Christie Provokes Sharp Opinions at GW Bridge Jury SelectionBy
‘It should be Chris Christie on trial,’ potential juror says
Kelly, Baroni accused of snarling traffic to punish mayor
Potential jurors considered for the George Washington Bridge traffic case expressed a wide range of political opinions in court, like New Jersey Governor Chris Christie should be on trial instead of two allies. Others said Christie has done a great job, or the media can’t be trusted.
One by one, 28 potential jurors came Tuesday to federal court in Newark to answer queries raised by their written questionnaires to determine if they could be fair and impartial about the Christie allies on trial. Bridget Anne Kelly, Christie’s former deputy chief of staff, and Bill Baroni, the former deputy executive director at the Port Authority of New York & New Jersey, are accused of snarling traffic by the bridge to punish a mayor who didn’t support Christie’s re-election in 2013.
Over nearly seven hours, 19 potential jurors were eliminated, either because U.S. District Judge Susan Wigenton decided they couldn’t be fair, or lawyers for Kelly and Baroni wanted them out. Nine remain, and jury selection resumes Wednesday to round out the panel of 12. They’ll also pick four alternates. Opening statements are set for Sept. 19.
Wigenton summoned panelists only by number, and biographical details were often sketchy. But their opinions were occasionally pungent.

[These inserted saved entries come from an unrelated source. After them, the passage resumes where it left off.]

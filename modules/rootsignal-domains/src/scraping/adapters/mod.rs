pub mod facebook;
pub mod firecrawl;
pub mod gofundme;
pub mod http;
pub mod instagram;
pub mod tavily;
pub mod tiktok;
pub mod x;

use anyhow::Result;
use rootsignal_core::{Ingestor, ValidatedIngestor, WebSearcher};
use std::sync::Arc;

/// Build an ingestor based on adapter name from source config.
///
/// All URL-based ingestors are wrapped with `ValidatedIngestor` for SSRF protection.
/// Apify-based ingestors hit api.apify.com only, so they skip SSRF wrapping.
pub fn build_ingestor(
    adapter: &str,
    http_client: &reqwest::Client,
    firecrawl_api_key: Option<&str>,
    apify_api_key: Option<&str>,
) -> Result<Arc<dyn Ingestor>> {
    match adapter {
        "firecrawl" => {
            let key = firecrawl_api_key.ok_or_else(|| {
                anyhow::anyhow!("FIRECRAWL_API_KEY required for firecrawl adapter")
            })?;
            let ingestor = firecrawl::FirecrawlIngestor::new(key.to_string(), http_client.clone());
            Ok(Arc::new(ValidatedIngestor::new(ingestor)))
        }
        "http" => {
            let ingestor = http::HttpIngestor::new(http_client.clone());
            Ok(Arc::new(ValidatedIngestor::new(ingestor)))
        }
        "apify_instagram" => {
            let key = apify_api_key.ok_or_else(|| {
                anyhow::anyhow!("APIFY_API_KEY required for apify_instagram adapter")
            })?;
            Ok(Arc::new(instagram::InstagramIngestor::new(key.to_string())))
        }
        "apify_facebook" => {
            let key = apify_api_key.ok_or_else(|| {
                anyhow::anyhow!("APIFY_API_KEY required for apify_facebook adapter")
            })?;
            Ok(Arc::new(facebook::FacebookIngestor::new(key.to_string())))
        }
        "apify_x" => {
            let key = apify_api_key
                .ok_or_else(|| anyhow::anyhow!("APIFY_API_KEY required for apify_x adapter"))?;
            Ok(Arc::new(x::XIngestor::new(key.to_string())))
        }
        "apify_tiktok" => {
            let key = apify_api_key.ok_or_else(|| {
                anyhow::anyhow!("APIFY_API_KEY required for apify_tiktok adapter")
            })?;
            Ok(Arc::new(tiktok::TikTokIngestor::new(key.to_string())))
        }
        "apify_gofundme" => {
            let key = apify_api_key.ok_or_else(|| {
                anyhow::anyhow!("APIFY_API_KEY required for apify_gofundme adapter")
            })?;
            Ok(Arc::new(gofundme::GoFundMeIngestor::new(key.to_string())))
        }
        "tavily" => Err(anyhow::anyhow!(
            "Tavily is a search adapter, not an ingestor. Use build_web_searcher instead."
        )),
        other => Err(anyhow::anyhow!("Unknown adapter: {}", other)),
    }
}

/// Build the web searcher (Tavily).
pub fn build_web_searcher(
    tavily_api_key: &str,
    http_client: &reqwest::Client,
) -> Arc<dyn WebSearcher> {
    Arc::new(tavily::TavilySearcher::new(
        tavily_api_key.to_string(),
        http_client.clone(),
    ))
}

Some of those jurors were removed by prosecutors or defense lawyers, who can each strike them without stating a reason.
“It should be Chris Christie on trial,” said a librarian in her questionnaire. When the judge questioned her, she insisted she could be fair. Her daughter works for the Department of Justice, which is prosecuting Kelly and Baroni. “She has her opinions, and I’ve got mine,” the woman said. She remains on the panel.
The case has been a drag on Christie, a Republican who sought the GOP nomination for the White House before serving as an adviser to Donald Trump, the party’s nominee.
One man who helps manage a large retail company said he is a big fan of Christie and the Republican Party. Christie did a great job helping New Jersey recover from Hurricane Sandy, the man said. He said he didn’t think he could be fair. Wigenton excused him.
An engineer who works for the state transportation department said he wasn’t happy about the gridlock over four mornings in Fort Lee, New Jersey.
“I didn’t like what happened,” the engineer said. “It shouldn’t have happened. But it was what it was.” He was excused by lawyers for Baroni, whose former agency runs the bridge.
One teacher knew attorney William Palatucci, a longtime political adviser to Christie. Palatucci coached her younger sister, and she has relatives in law enforcement. She said she has “strong opinions” about Christie but could set them aside to judge the case fairly. Lawyers for Kelly excused her.
One of those questioned said she might have a hard time believing a witness who pleaded guilty and testified. David Wildstein, a former Christie ally who admitted to conspiring with Kelly and Baroni, is set to testify as a government witness.
“If they somehow accepted a plea bargain, they are doing it to help themselves,” said the woman. “They may not be fully honest.”
When Wigenton asked if she could be fair, the woman said she could. A prosecutor asked that she be dismissed for cause, but the judge denied the request. Prosecutors later excused her, exercising one of their challenges.
A man who works for a digital media agency said he had met Christie at a fundraiser. He has plenty friends and relatives in law enforcement, and he said union members may be pressured to give testimony that the organization supports.
“I believe this is politically based and should not have come to trial,” the man said. The judge removed him from the panel.
The case is U.S. v. Baroni, 15-cr-00193, U.S. District Court, District of New Jersey (Newark).